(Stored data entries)
--- START ---

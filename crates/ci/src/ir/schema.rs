//! IR schema types.
//!
//! Collections whose iteration order is part of the contract use
//! [`IndexMap`]/`Vec`; nothing here is an unordered map. The extractor
//! observes records in the store's native traversal order (reverse
//! declaration order) and restores declared order with exactly one
//! reversal per collection via [`GlobalConfig::restore_declared_order`] /
//! [`JobSpecification::restore_declared_order`], so emitters can print
//! every list as-is.

use indexmap::IndexMap;
use serde::Serialize;

/// Global pipeline configuration, built once per generation run.
#[derive(Debug, Clone, Default, PartialEq, Serialize)]
pub struct GlobalConfig {
    /// Display name of the pipeline. Resolution is mandatory; a run
    /// aborts if the model carries none.
    pub description: String,

    /// Push trigger filters, keyed by qualifier keyword
    /// (included/excluded branches, included/excluded paths).
    pub on_push: IndexMap<String, Vec<String>>,

    /// Pull-request trigger filters, keyed like [`on_push`](Self::on_push)
    /// plus the PR event-type qualifier.
    pub on_pr: IndexMap<String, Vec<String>>,

    /// Global variables, names normalized to upper case.
    pub variables: IndexMap<String, String>,

    /// Global permission scopes and levels.
    pub permissions: IndexMap<String, String>,
}

impl GlobalConfig {
    /// Restore declared order on every list collected from the store.
    pub fn restore_declared_order(&mut self) {
        for patterns in self.on_push.values_mut() {
            patterns.reverse();
        }
        for patterns in self.on_pr.values_mut() {
            patterns.reverse();
        }
        self.variables.reverse();
        self.permissions.reverse();
    }
}

/// One declared job of the pipeline.
#[derive(Debug, Clone, Default, PartialEq, Serialize)]
pub struct JobSpecification {
    /// Job name, unique within the pipeline.
    pub name: String,

    /// Stage the job belongs to. A job has exactly one stage; the first
    /// statement wins.
    pub stage: Option<String>,

    /// Shell statements keyed `cmd<N>`; emission order is numeric
    /// ascending on `N`, not declaration order.
    pub commands: IndexMap<String, String>,

    /// Container image properties (`name`, optional `entryPoint`).
    pub image: IndexMap<String, String>,

    /// Job-level permission scopes.
    pub permissions: IndexMap<String, String>,

    /// Deployment environment properties.
    pub environment: IndexMap<String, String>,

    /// Release properties (name, description, tag, ...).
    pub release: IndexMap<String, String>,

    /// Upload-artifact properties (name, when, retention, ...).
    pub up_artifact: IndexMap<String, String>,

    /// Download-artifact properties.
    pub down_artifact: IndexMap<String, String>,

    /// Report artifact entries (e.g. a dotenv file passing variables).
    pub report_artifact: IndexMap<String, String>,

    /// Checkout properties (`name` ref, `depth`, `submodules`).
    pub checkout: IndexMap<String, String>,

    /// Names of jobs this job needs.
    pub dependencies: Vec<String>,

    /// Declared cache instances, one per `setCache<Name>` behavior.
    pub caches: Vec<CacheInstance>,

    /// Declared library instances, one per `setLibrary<Name>` behavior.
    pub libraries: Vec<LibraryInstance>,

    /// Paths included in the uploaded artifact.
    pub up_artifact_paths: Vec<String>,

    /// Paths excluded from the uploaded artifact.
    pub up_artifact_excludes: Vec<String>,

    /// Files attached to a release.
    pub release_paths: Vec<String>,

    /// Runner platform, sourced directly from the component usage.
    pub base_os: Option<String>,

    /// Legacy single-value checkout ref from the component usage.
    pub checkout_ref: Option<String>,

    /// Job timeout in minutes.
    pub timeout: Option<i64>,

    /// Retry count (GitLab only; the GitHub job syntax has no counterpart).
    pub retry: Option<i64>,
}

impl JobSpecification {
    /// Create an empty specification for a named job.
    #[must_use]
    pub fn new(name: impl Into<String>) -> Self {
        Self {
            name: name.into(),
            ..Self::default()
        }
    }

    /// Find or create the cache instance correlated by `id` (the full
    /// `setCache<Name>` behavior name), independent of statement order.
    pub fn cache_mut(&mut self, id: &str) -> &mut CacheInstance {
        let pos = match self.caches.iter().position(|c| c.id == id) {
            Some(pos) => pos,
            None => {
                self.caches.push(CacheInstance::new(id));
                self.caches.len() - 1
            }
        };
        &mut self.caches[pos]
    }

    /// Find or create the library instance correlated by `id`.
    pub fn library_mut(&mut self, id: &str) -> &mut LibraryInstance {
        let pos = match self.libraries.iter().position(|l| l.id == id) {
            Some(pos) => pos,
            None => {
                self.libraries.push(LibraryInstance::new(id));
                self.libraries.len() - 1
            }
        };
        &mut self.libraries[pos]
    }

    /// Commands sorted by the numeric suffix of their `cmd<N>` key.
    ///
    /// Keys are validated during extraction, so the fallback ordering for
    /// a non-numeric suffix is never reached in practice.
    #[must_use]
    pub fn sorted_commands(&self) -> Vec<(&str, &str)> {
        let mut entries: Vec<(&str, &str)> = self
            .commands
            .iter()
            .map(|(key, value)| (key.as_str(), value.as_str()))
            .collect();
        entries.sort_by_key(|(key, _)| {
            key.strip_prefix("cmd")
                .and_then(|n| n.parse::<u64>().ok())
                .unwrap_or(u64::MAX)
        });
        entries
    }

    /// Restore declared order on every list collected from the store.
    pub fn restore_declared_order(&mut self) {
        self.dependencies.reverse();
        self.up_artifact_paths.reverse();
        self.up_artifact_excludes.reverse();
        self.release_paths.reverse();
        self.permissions.reverse();
        self.report_artifact.reverse();
        for cache in &mut self.caches {
            cache.paths.reverse();
        }
    }
}

/// One declared cache, built incrementally as its statements are
/// discovered. The `id` correlates all statements of one
/// `setCache<Name>` behavior.
#[derive(Debug, Clone, Default, PartialEq, Serialize)]
pub struct CacheInstance {
    /// Internal correlation id (the full behavior name). Never emitted.
    pub id: String,

    /// Cache key. Mandatory by the time extraction of the job finishes.
    pub key: Option<String>,

    /// Upload condition (`on_success`, `on_failure`, `always`).
    pub when: Option<String>,

    /// Whether untracked files are cached.
    pub untracked: Option<String>,

    /// Cached paths, declared as `path<N>` statements.
    pub paths: Vec<String>,
}

impl CacheInstance {
    /// Create an empty instance for a behavior id.
    #[must_use]
    pub fn new(id: impl Into<String>) -> Self {
        Self {
            id: id.into(),
            ..Self::default()
        }
    }
}

/// One declared third-party library (rendered as an action on GitHub),
/// correlated by its `setLibrary<Name>` behavior id.
#[derive(Debug, Clone, Default, PartialEq, Serialize)]
pub struct LibraryInstance {
    /// Internal correlation id (the full behavior name). Never emitted.
    pub id: String,

    /// Library coordinates (e.g. `actions/setup-node`), from the
    /// behavior's `key` attribute.
    pub name: Option<String>,

    /// Library version tag, from the behavior's `version` attribute.
    pub version: Option<String>,

    /// Free-form inputs passed through to the library.
    pub inputs: IndexMap<String, String>,
}

impl LibraryInstance {
    /// Create an empty instance for a behavior id.
    #[must_use]
    pub fn new(id: impl Into<String>) -> Self {
        Self {
            id: id.into(),
            ..Self::default()
        }
    }
}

--- END ---

# The task:
Select and copy each line from the data that includes the word "declaration".

# Solved exercise:
//! declaration order) and restores declared order with exactly one
    /// ascending on `N`, not declaration order.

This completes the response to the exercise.